Another important area of contact lens research deals with patient compliance. Compliance is a major issue pertaining to the use of contact lenses because patient noncompliance often leads to contamination of the lens, storage case, or both. However, careful users can extend the wear of lenses through proper handling: there is, unfortunately, no disinterested research on the issue of "compliance" or the length of time a user can safely wear a lens beyond its stated use. The introduction of multipurpose solutions and daily disposable lenses have helped to alleviate some of the problems observed from inadequate cleaning but new methods of combating microbial contamination are currently being developed. A silver-impregnated lens case has been developed which helps to eradicate any potentially contaminating microbes that come in contact with the lens case. Additionally, a number of antimicrobial agents are being developed that have been embedded into contact lenses themselves. Contact lenses with covalently attached Selenium molecules have been shown to reduce bacterial colonization without adversely affecting the cornea of a rabbit eye and octylglucoside used as a contact lens surfactant significantly decreases bacterial adhesion. These compounds are of particular interest to contact lens manufacturers and prescribing optometrists because they do not require any patient compliance to effectively attenuate the effects of bacterial colonization.
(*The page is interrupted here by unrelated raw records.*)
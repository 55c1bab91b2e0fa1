//! In-process subject bus with queue groups and request/reply.
//!
//! # Responsibilities
//! - Register queue-group subscriptions per subject
//! - Deliver each message to one member of every queue group
//! - Return the first reply to a requester, or fail with no responders / timeout
//!
//! # Design Decisions
//! - Unbounded delivery queues; the publisher's rate is the only bound
//! - Member choice within a group is uniform random
//! - Dropping a subscription unregisters it; queued messages get `{}` replies

use dashmap::DashMap;
use std::collections::HashMap;
use std::sync::atomic::{AtomicU64, Ordering};
use std::sync::Arc;
use std::time::Duration;
use thiserror::Error;
use tokio::sync::mpsc;

use crate::bus::message::{Message, ReplyHandle};

/// Global counter for subscription IDs.
static SUBSCRIPTION_ID_COUNTER: AtomicU64 = AtomicU64::new(1);

/// Errors returned to a requester.
#[derive(Debug, Clone, PartialEq, Eq, Error)]
pub enum BusError {
    #[error("no responders on subject '{0}'")]
    NoResponders(String),

    #[error("no reply within {0:?}")]
    Timeout(Duration),

    #[error("reply channel closed without a reply")]
    Closed,
}

#[derive(Debug)]
struct Member {
    id: u64,
    tx: mpsc::UnboundedSender<Message>,
}

/// subject → queue group → members
type SubjectTable = DashMap<String, HashMap<String, Vec<Member>>>;

/// Cheaply cloneable handle to a shared bus.
#[derive(Debug, Clone, Default)]
pub struct Bus {
    subjects: Arc<SubjectTable>,
}

impl Bus {
    pub fn new() -> Self {
        Self::default()
    }

    /// Join `queue_group` on `subject`.
    pub fn subscribe(&self, subject: &str, queue_group: &str) -> Subscription {
        let (tx, rx) = mpsc::unbounded_channel();
        let id = SUBSCRIPTION_ID_COUNTER.fetch_add(1, Ordering::Relaxed);

        self.subjects
            .entry(subject.to_string())
            .or_default()
            .entry(queue_group.to_string())
            .or_default()
            .push(Member { id, tx });

        tracing::debug!(subject = %subject, queue_group = %queue_group, id, "Subscribed");

        Subscription {
            bus: self.clone(),
            subject: subject.to_string(),
            queue_group: queue_group.to_string(),
            id,
            rx,
        }
    }

    /// Number of live subscriptions on `subject`, across groups.
    pub fn subscriber_count(&self, subject: &str) -> usize {
        self.subjects
            .get(subject)
            .map(|groups| groups.values().map(Vec::len).sum())
            .unwrap_or(0)
    }

    /// Fire-and-forget publish. Returns the number of copies delivered.
    pub fn publish(&self, subject: &str, data: Vec<u8>) -> usize {
        self.deliver(subject, data, None)
    }

    /// Publish and wait for the first reply.
    pub async fn request(
        &self,
        subject: &str,
        data: Vec<u8>,
        timeout: Duration,
    ) -> Result<Vec<u8>, BusError> {
        let (tx, mut rx) = mpsc::unbounded_channel();
        if self.deliver(subject, data, Some(tx)) == 0 {
            return Err(BusError::NoResponders(subject.to_string()));
        }

        match tokio::time::timeout(timeout, rx.recv()).await {
            Ok(Some(reply)) => Ok(reply),
            Ok(None) => Err(BusError::Closed),
            Err(_) => Err(BusError::Timeout(timeout)),
        }
    }

    fn deliver(
        &self,
        subject: &str,
        data: Vec<u8>,
        reply: Option<mpsc::UnboundedSender<Vec<u8>>>,
    ) -> usize {
        let Some(mut groups) = self.subjects.get_mut(subject) else {
            return 0;
        };

        let mut delivered = 0;
        for members in groups.values_mut() {
            members.retain(|m| !m.tx.is_closed());
            if members.is_empty() {
                continue;
            }
            let member = &members[fastrand::usize(..members.len())];
            let message = Message::new(subject, data.clone(), ReplyHandle::new(reply.clone()));
            match member.tx.send(message) {
                Ok(()) => delivered += 1,
                Err(mpsc::error::SendError(mut undelivered)) => undelivered.disarm(),
            }
        }
        delivered
    }

    fn remove(&self, subject: &str, queue_group: &str, id: u64) {
        if let Some(mut groups) = self.subjects.get_mut(subject) {
            if let Some(members) = groups.get_mut(queue_group) {
                members.retain(|m| m.id != id);
                if members.is_empty() {
                    groups.remove(queue_group);
                }
            }
        }
        self.subjects.remove_if(subject, |_, groups| groups.is_empty());
    }
}

/// A queue-group membership. Unsubscribes on drop.
#[derive(Debug)]
pub struct Subscription {
    bus: Bus,
    subject: String,
    queue_group: String,
    id: u64,
    rx: mpsc::UnboundedReceiver<Message>,
}

impl Subscription {
    /// Next delivered message, or `None` once the subscription can receive no more.
    pub async fn next(&mut self) -> Option<Message> {
        self.rx.recv().await
    }

    pub fn subject(&self) -> &str {
        &self.subject
    }

    pub fn queue_group(&self) -> &str {
        &self.queue_group
    }
}

impl Drop for Subscription {
    fn drop(&mut self) {
        self.bus.remove(&self.subject, &self.queue_group, self.id);
        tracing::debug!(subject = %self.subject, id = self.id, "Unsubscribed");
    }
}
//! Message transport.
//!
//! # Data Flow
//! ```text
//! Publisher (HTTP bridge, tests, CLI)
//!     → local.rs (subject → queue group → one member)
//!     → Subscription (per-processor receive queue)
//!     → processor dispatch
//!     → message.rs ReplyHandle (reply or `{}` on drop)
//!     → requester
//! ```
//!
//! # Design Decisions
//! - Every delivered message gets exactly one reply
//! - Queue groups spread load across replicas of one processor
//! - In-flight invocations are counted so shutdown can drain them

pub mod inflight;
pub mod local;
pub mod message;

pub use inflight::{InFlightGuard, InFlightTracker};
pub use local::{Bus, BusError, Subscription};
pub use message::{Message, ReplyHandle};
A recent area of research is in the field of bionic lenses. Bionic lenses are visual displays that include built-in electric circuits and light-emitting diodes and can harvest radio waves for their electric power. Bionic lenses can display information beamed from a mobile device overcoming the small display size problem. The technology involves embedding nano and microscale electronic devices in lenses. These lenses will also need to have an array of microlenses to focus the image so that it appears suspended in front of the wearer’s eyes. The lens could also serve as a head-up display for pilots or gamers.
Drug administration through contact lenses is also becoming an area of research. One application is a contact lens that releases anesthesia to the eye for post-surgery pain relief, especially after PRK (photorefractive keratectomy) in which the healing process takes several days. One experiment shows that silicone contact lenses that contain vitamin E deliver pain medication for up to 7 days compared with less than 2 hours in usual lenses.